Your answer must match the entries below word for word.

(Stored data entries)
>>>
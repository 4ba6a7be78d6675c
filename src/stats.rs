//! Database statistics.
//!
//! Letter, product, match and catalogue counts for `sel stats`, enough to
//! see at a glance whether processing runs are producing matches.

use anyhow::Result;
use serde::Serialize;
use sqlx::{Row, SqlitePool};

use crate::config::Config;
use crate::db;

#[derive(Debug, Clone, Default, PartialEq, Serialize)]
pub struct DbStats {
    pub letters: i64,
    pub processed: i64,
    pub failed: i64,
    pub products: i64,
    /// Letter products with at least one confirmed match.
    pub matched_products: i64,
    pub matches: i64,
    pub catalogue_products: i64,
    pub avg_confidence: Option<f64>,
    pub last_processed_at: Option<i64>,
}

pub async fn collect_stats(pool: &SqlitePool) -> Result<DbStats> {
    let letters = sqlx::query(
        r#"
        SELECT
            COUNT(*) AS total,
            COALESCE(SUM(CASE WHEN status = 'processed' THEN 1 ELSE 0 END), 0) AS processed,
            COALESCE(SUM(CASE WHEN status = 'failed' THEN 1 ELSE 0 END), 0) AS failed,
            MAX(updated_at) AS last_ts
        FROM letters
        "#,
    )
    .fetch_one(pool)
    .await?;

    let products: i64 = sqlx::query_scalar("SELECT COUNT(*) FROM letter_products")
        .fetch_one(pool)
        .await?;

    let matches = sqlx::query(
        r#"
        SELECT
            COUNT(*) AS total,
            COUNT(DISTINCT letter_product_id) AS matched,
            AVG(match_confidence) AS avg_conf
        FROM letter_product_matches
        "#,
    )
    .fetch_one(pool)
    .await?;

    let catalogue_products: i64 = sqlx::query_scalar("SELECT COUNT(*) FROM products")
        .fetch_one(pool)
        .await?;

    Ok(DbStats {
        letters: letters.get("total"),
        processed: letters.get("processed"),
        failed: letters.get("failed"),
        products,
        matched_products: matches.get("matched"),
        matches: matches.get("total"),
        catalogue_products,
        avg_confidence: matches.get("avg_conf"),
        last_processed_at: letters.get("last_ts"),
    })
}

/// Run the stats command: query the database and print a summary.
pub async fn run_stats(config: &Config) -> Result<()> {
    let pool = db::connect(config).await?;
    let stats = collect_stats(&pool).await?;

    let db_size = std::fs::metadata(&config.db.path)
        .map(|m| m.len())
        .unwrap_or(0);

    println!("SE Letters — Database Stats");
    println!("===========================");
    println!();
    println!("  Database:    {}", config.db.path.display());
    println!("  Size:        {}", format_bytes(db_size));
    println!();
    println!(
        "  Letters:     {} ({} processed, {} failed)",
        stats.letters, stats.processed, stats.failed
    );
    println!("  Products:    {}", stats.products);
    println!(
        "  Matched:     {} / {} ({}%)",
        stats.matched_products,
        stats.products,
        if stats.products > 0 {
            (stats.matched_products * 100) / stats.products
        } else {
            0
        }
    );
    println!("  Matches:     {}", stats.matches);
    if let Some(avg) = stats.avg_confidence {
        println!("  Avg conf.:   {:.2}", avg);
    }
    println!("  Catalogue:   {} products", stats.catalogue_products);
    println!(
        "  Last run:    {}",
        match stats.last_processed_at {
            Some(ts) => format_ts_relative(ts),
            None => "never".to_string(),
        }
    );
    println!();

    pool.close().await;
    Ok(())
}

/// Format a byte count as a human-readable string.
fn format_bytes(bytes: u64) -> String {
    if bytes < 1024 {
        format!("{} B", bytes)
    } else if bytes < 1024 * 1024 {
        format!("{:.1} KB", bytes as f64 / 1024.0)
    } else if bytes < 1024 * 1024 * 1024 {
        format!("{:.1} MB", bytes as f64 / (1024.0 * 1024.0))
    } else {
        format!("{:.2} GB", bytes as f64 / (1024.0 * 1024.0 * 1024.0))
    }
}

/// Format a Unix timestamp relative to now (e.g. "3 hours ago").
fn format_ts_relative(ts: i64) -> String {
    let delta = chrono::Utc::now().timestamp() - ts;
    if delta < 0 || delta >= 86400 * 30 {
        return chrono::DateTime::from_timestamp(ts, 0)
            .map(|dt| dt.format("%Y-%m-%d %H:%M").to_string())
            .unwrap_or_else(|| ts.to_string());
    }
    let (n, unit) = match delta {
        d if d < 60 => return "just now".to_string(),
        d if d < 3600 => (d / 60, "min"),
        d if d < 86400 => (d / 3600, "hour"),
        d => (d / 86400, "day"),
    };
    format!("{} {}{} ago", n, unit, if n == 1 { "" } else { "s" })
}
<<<
* **Exercise output**:
repository 4ba6a7be78d6675c
filename src/stats.rs
//! Database statistics.
//!
//! Letter, product, match and catalogue counts for `sel stats`, enough to
//! see at a glance whether processing runs are producing matches.

use anyhow::Result;
use serde::Serialize;
use sqlx::{Row, SqlitePool};

use crate::config::Config;
use crate::db;

#[derive(Debug, Clone, Default, PartialEq, Serialize)]
pub struct DbStats {
    pub letters: i64,
    pub processed: i64,
    pub failed: i64,
    pub products: i64,
    /// Letter products with at least one confirmed match.
    pub matched_products: i64,
    pub matches: i64,
    pub catalogue_products: i64,
    pub avg_confidence: Option<f64>,
    pub last_processed_at: Option<i64>,
}

pub async fn collect_stats(pool: &SqlitePool) -> Result<DbStats> {
    let letters = sqlx::query(
        r#"
        SELECT
            COUNT(*) AS total,
            COALESCE(SUM(CASE WHEN status = 'processed' THEN 1 ELSE 0 END), 0) AS processed,
            COALESCE(SUM(CASE WHEN status = 'failed' THEN 1 ELSE 0 END), 0) AS failed,
            MAX(updated_at) AS last_ts
        FROM letters
        "#,
    )
    .fetch_one(pool)
    .await?;

    let products: i64 = sqlx::query_scalar("SELECT COUNT(*) FROM letter_products")
        .fetch_one(pool)
        .await?;

    let matches = sqlx::query(
        r#"
        SELECT
            COUNT(*) AS total,
            COUNT(DISTINCT letter_product_id) AS matched,
            AVG(match_confidence) AS avg_conf
        FROM letter_product_matches
        "#,
    )
    .fetch_one(pool)
    .await?;

    let catalogue_products: i64 = sqlx::query_scalar("SELECT COUNT(*) FROM products")
        .fetch_one(pool)
        .await?;

    Ok(DbStats {
        letters: letters.get("total"),
        processed: letters.get("processed"),
        failed: letters.get("failed"),
        products,
        matched_products: matches.get("matched"),
        matches: matches.get("total"),
        catalogue_products,
        avg_confidence: matches.get("avg_conf"),
        last_processed_at: letters.get("last_ts"),
    })
}

/// Run the stats command: query the database and print a summary.
pub async fn run_stats(config: &Config) -> Result<()> {
    let pool = db::connect(config).await?;
    let stats = collect_stats(&pool).await?;

    let db_size = std::fs::metadata(&config.db.path)
        .map(|m| m.len())
        .unwrap_or(0);

    println!("SE Letters — Database Stats");
    println!("===========================");
    println!();
    println!("  Database:    {}", config.db.path.display());
    println!("  Size:        {}", format_bytes(db_size));
    println!();
    println!(
        "  Letters:     {} ({} processed, {} failed)",
        stats.letters, stats.processed, stats.failed
    );
    println!("  Products:    {}", stats.products);
    println!(
        "  Matched:     {} / {} ({}%)",
        stats.matched_products,
        stats.products,
        if stats.products > 0 {
            (stats.matched_products * 100) / stats.products
        } else {
            0
        }
    );
    println!("  Matches:     {}", stats.matches);
    if let Some(avg) = stats.avg_confidence {
        println!("  Avg conf.:   {:.2}", avg);
    }
    println!("  Catalogue:   {} products", stats.catalogue_products);
    println!(
        "  Last run:    {}",
        match stats.last_processed_at {
            Some(ts) => format_ts_relative(ts),
            None => "never".to_string(),
        }
    );
    println!();

    pool.close().await;
    Ok(())
}

/// Format a byte count as a human-readable string.
fn format_bytes(bytes: u64) -> String {
    if bytes < 1024 {
        format!("{} B", bytes)
    } else if bytes < 1024 * 1024 {
        format!("{:.1} KB", bytes as f64 / 1024.0)
    } else if bytes < 1024 * 1024 * 1024 {
        format!("{:.1} MB", bytes as f64 / (1024.0 * 1024.0))
    } else {
        format!("{:.2} GB", bytes as f64 / (1024.0 * 1024.0 * 1024.0))
    }
}

/// Format a Unix timestamp relative to now (e.g. "3 hours ago").
fn format_ts_relative(ts: i64) -> String {
    let delta = chrono::Utc::now().timestamp() - ts;
    if delta < 0 || delta >= 86400 * 30 {
        return chrono::DateTime::from_timestamp(ts, 0)
            .map(|dt| dt.format("%Y-%m-%d %H:%M").to_string())
            .unwrap_or_else(|| ts.to_string());
    }
    let (n, unit) = match delta {
        d if d < 60 => return "just now".to_string(),
        d if d < 3600 => (d / 60, "min"),
        d if d < 86400 => (d / 3600, "hour"),
        d => (d / 86400, "day"),
    };
    format!("{} {}{} ago", n, unit, if n == 1 { "" } else { "s" })
}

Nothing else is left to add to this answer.